Dictionary of National Biography, 1885-1900/Whitehead, John (1860-1899)
WHITEHEAD, JOHN (1860–1899), ornithologist, the second son of Mr. Jeffrey Whitehead of Newstead, Wimbledon, was born at Muswell Hill, Hornsey, on 30 June 1860. He was educated at Elstree under the Rev. Mr. Saunderson, and at the Edinburgh Institution under Dr. Ferguson, who greatly fostered his taste for natural history. Exposing himself too recklessly in the pursuit of his favourite science, he developed a weakness of the lungs, and was compelled to winter in the Engadine in 1881–2, and in Corsica in 1882 and 1883, when he began collecting, and discovered a bird new to science. On his return to England he prepared for a collecting trip to Mount Kina Balu, North Borneo, which lasted from October 1884 to August 1888. He brought back examples of many new animals, including no fewer than forty-five new species of birds. The results of this trip are fully set forth in his ‘Exploration of Mount Kina Balu,’ London, 1893, 4to. In December 1893 he set out for the Philippines.

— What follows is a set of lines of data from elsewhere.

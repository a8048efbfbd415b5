use crate::rules::{Rule, RuleStore};
use clap::ValueEnum;
use log::{debug, warn};
use serde::{Deserialize, Serialize};

/// Upper bound on substitutions a single rule may make in one payload.
pub const DEFAULT_REWRITE_LIMIT: usize = 65_535;

/// How a rule's matches are searched for after a substitution.
#[derive(Debug, Clone, Copy, PartialEq, Eq, Default, Serialize, Deserialize, ValueEnum)]
#[serde(rename_all = "kebab-case")]
pub enum ScanMode {
    /// Rescan from the start of the payload after every substitution, so
    /// matches created by a replacement are rewritten too
    #[default]
    Restart,
    /// One left-to-right pass, resuming after each replaced region
    SinglePass,
}

/// Options controlling the pattern rewriter.
#[derive(Debug, Clone, Copy, PartialEq, Eq)]
pub struct RewriteOptions {
    /// Scan strategy
    pub scan: ScanMode,
    /// Maximum substitutions per rule and payload
    pub limit: usize,
}

impl Default for RewriteOptions {
    fn default() -> Self {
        Self {
            scan: ScanMode::default(),
            limit: DEFAULT_REWRITE_LIMIT,
        }
    }
}

/// Finds the first occurrence of `pattern` in `haystack`.
///
/// A plain byte-by-byte search; payloads are bounded by the IP total length.
pub fn find(pattern: &[u8], haystack: &[u8]) -> Option<usize> {
    if pattern.is_empty() || pattern.len() > haystack.len() {
        return None;
    }

    haystack
        .windows(pattern.len())
        .position(|window| window == pattern)
}

/// Applies every rule to `payload` in store order, in place.
///
/// The payload length never changes; only bytes inside the slice are
/// overwritten.
///
/// # Arguments
///
/// * `payload` - The TCP payload to rewrite
/// * `rules` - Rules to apply, in evaluation order
/// * `options` - Scan strategy and substitution limit
///
/// # Returns
///
/// The total number of substitutions made
///
/// # Example
///
/// ```
/// use qsed::network::modules::rewrite::{rewrite, RewriteOptions};
/// use qsed::rules::RuleStore;
///
/// let mut rules = RuleStore::new();
/// rules.add_spec("/AABB/00FF").unwrap();
///
/// let mut payload = *b"AABBCCAABB";
/// assert_eq!(rewrite(&mut payload, &rules, &RewriteOptions::default()), 2);
/// assert_eq!(&payload, b"00FFCC00FF");
/// ```
pub fn rewrite(payload: &mut [u8], rules: &RuleStore, options: &RewriteOptions) -> usize {
    rules
        .iter()
        .map(|rule| apply_rule(payload, rule, options))
        .sum()
}

/// Applies a single rule to `payload`, returning the number of substitutions.
pub fn apply_rule(payload: &mut [u8], rule: &Rule, options: &RewriteOptions) -> usize {
    match options.scan {
        ScanMode::Restart => rewrite_restarting(payload, rule, options.limit),
        ScanMode::SinglePass => rewrite_single_pass(payload, rule, options.limit),
    }
}

fn replace_at(payload: &mut [u8], offset: usize, rule: &Rule) {
    payload[offset..offset + rule.length()].copy_from_slice(rule.replacement());
    debug!("Rule match at offset {}, changing payload: {}", offset, rule);
}

fn rewrite_restarting(payload: &mut [u8], rule: &Rule, limit: usize) -> usize {
    let mut count = 0;

    while let Some(offset) = find(rule.pattern(), payload) {
        if count >= limit {
            warn!(
                "Rule {} still matches after {} substitutions, leaving the rest of the payload alone",
                rule, count
            );
            break;
        }

        replace_at(payload, offset, rule);
        count += 1;
    }

    count
}

fn rewrite_single_pass(payload: &mut [u8], rule: &Rule, limit: usize) -> usize {
    let mut count = 0;
    let mut start = 0;

    while count < limit {
        let Some(found) = find(rule.pattern(), &payload[start..]) else {
            break;
        };

        let offset = start + found;
        replace_at(payload, offset, rule);
        start = offset + rule.length();
        count += 1;
    }

    count
}

#[cfg(test)]
mod tests {
    use super::*;
    use crate::rules::RuleOrder;
    use proptest::prelude::*;

    fn store(specs: &[&str]) -> RuleStore {
        let mut store = RuleStore::with_order(RuleOrder::Registration);
        for spec in specs {
            store.add_spec(spec).unwrap();
        }
        store
    }

    fn single_pass() -> RewriteOptions {
        RewriteOptions {
            scan: ScanMode::SinglePass,
            ..Default::default()
        }
    }

    #[test]
    fn test_find() {
        assert_eq!(find(b"bc", b"abcd"), Some(1));
        assert_eq!(find(b"cd", b"abcd"), Some(2));
        assert_eq!(find(b"abcd", b"abcd"), Some(0));
        assert_eq!(find(b"x", b"abcd"), None);
        assert_eq!(find(b"abcde", b"abcd"), None);
        assert_eq!(find(b"", b"abcd"), None);
    }

    #[test]
    fn test_substitution() {
        let rules = store(&["/AABB/00FF"]);
        let mut payload = *b"AABBCCAABB";

        let count = rewrite(&mut payload, &rules, &RewriteOptions::default());

        assert_eq!(count, 2);
        assert_eq!(&payload, b"00FFCC00FF");
    }

    #[test]
    fn test_match_at_payload_end() {
        let rules = store(&["/end/END"]);
        let mut payload = *b"the end";
        assert_eq!(rewrite(&mut payload, &rules, &RewriteOptions::default()), 1);
        assert_eq!(&payload, b"the END");
    }

    #[test]
    fn test_empty_and_short_payloads() {
        let rules = store(&["/abc/xyz"]);

        let mut empty: [u8; 0] = [];
        assert_eq!(rewrite(&mut empty, &rules, &RewriteOptions::default()), 0);

        let mut short = *b"ab";
        assert_eq!(rewrite(&mut short, &rules, &RewriteOptions::default()), 0);
        assert_eq!(&short, b"ab");
    }

    #[test]
    fn test_restart_rewrites_created_matches() {
        // each replacement creates a new "ab" one position to the left
        let rules = store(&["/ab/ba"]);
        let mut payload = *b"aaab";

        let count = rewrite(&mut payload, &rules, &RewriteOptions::default());

        assert_eq!(&payload, b"baaa");
        assert_eq!(count, 3);
    }

    #[test]
    fn test_single_pass_skips_created_matches() {
        let rules = store(&["/ab/ba"]);
        let mut payload = *b"aaab";

        let count = rewrite(&mut payload, &rules, &single_pass());

        assert_eq!(&payload, b"aaba");
        assert_eq!(count, 1);
    }

    #[test]
    fn test_single_pass_non_overlapping() {
        let rules = store(&["/aa/bb"]);
        let mut payload = *b"aaaaa";
        assert_eq!(rewrite(&mut payload, &rules, &single_pass()), 2);
        assert_eq!(&payload, b"bbbba");
    }

    #[test]
    fn test_limit_stops_rescanning() {
        let rules = store(&["/ab/ba"]);
        let mut payload = *b"aaab";
        let options = RewriteOptions {
            scan: ScanMode::Restart,
            limit: 2,
        };

        assert_eq!(rewrite(&mut payload, &rules, &options), 2);
        assert_eq!(&payload, b"abaa");
    }

    #[test]
    fn test_rules_apply_in_store_order() {
        let mut payload = *b"abc";
        rewrite(&mut payload, &store(&["/a/x", "/x/y"]), &RewriteOptions::default());
        assert_eq!(&payload, b"ybc");

        let mut payload = *b"abc";
        rewrite(&mut payload, &store(&["/x/y", "/a/x"]), &RewriteOptions::default());
        assert_eq!(&payload, b"xbc");
    }

    #[test]
    fn test_idempotent_with_disjoint_rules() {
        let rules = store(&["/AABB/00FF"]);
        let mut payload = *b"AABBCCAABB";
        rewrite(&mut payload, &rules, &RewriteOptions::default());
        let once = payload;

        let disjoint = store(&["/AABB/00FF", "/zz/yy"]);
        assert_eq!(rewrite(&mut payload, &disjoint, &RewriteOptions::default()), 0);
        assert_eq!(payload, once);
    }

    proptest! {
        #[test]
        fn rewrite_preserves_length(
            mut payload in proptest::collection::vec(0u8..4, 0..256),
            pattern in proptest::collection::vec(0u8..4, 1..4),
            seed in any::<u8>(),
            single in any::<bool>(),
        ) {
            let replacement: Vec<u8> = pattern.iter().map(|b| b.wrapping_add(seed | 1)).collect();
            let mut rules = RuleStore::new();
            rules.add(pattern, replacement).unwrap();
            let options = RewriteOptions {
                scan: if single { ScanMode::SinglePass } else { ScanMode::Restart },
                limit: 1024,
            };

            let len = payload.len();
            rewrite(&mut payload, &rules, &options);
            prop_assert_eq!(payload.len(), len);
        }
    }
}
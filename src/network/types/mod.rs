pub mod verdict;

pub use verdict::{Decision, Outcome, PassReason, Verdict};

He made nine different trips in those islands, and discovered on Mount Data the first known indigenous mammalian fauna, returning to England in 1896. In January 1899 he started for those islands again, intending to complete his researches there; but the war between the United States and Spain put an end to the plan, and, after waiting a few weeks at Manila, he sailed for Hong Kong, and thence set out to explore the island of Hainau. The expedition was, however, attacked by fever. He with difficulty struggled back to the coast, and died at the port of Hoi-hou on 2 June 1899.
[Country Life, July 1899; Spectator, July 1899; information kindly supplied by Whitehead's father and by Mr. W. Ogilvie Grant.]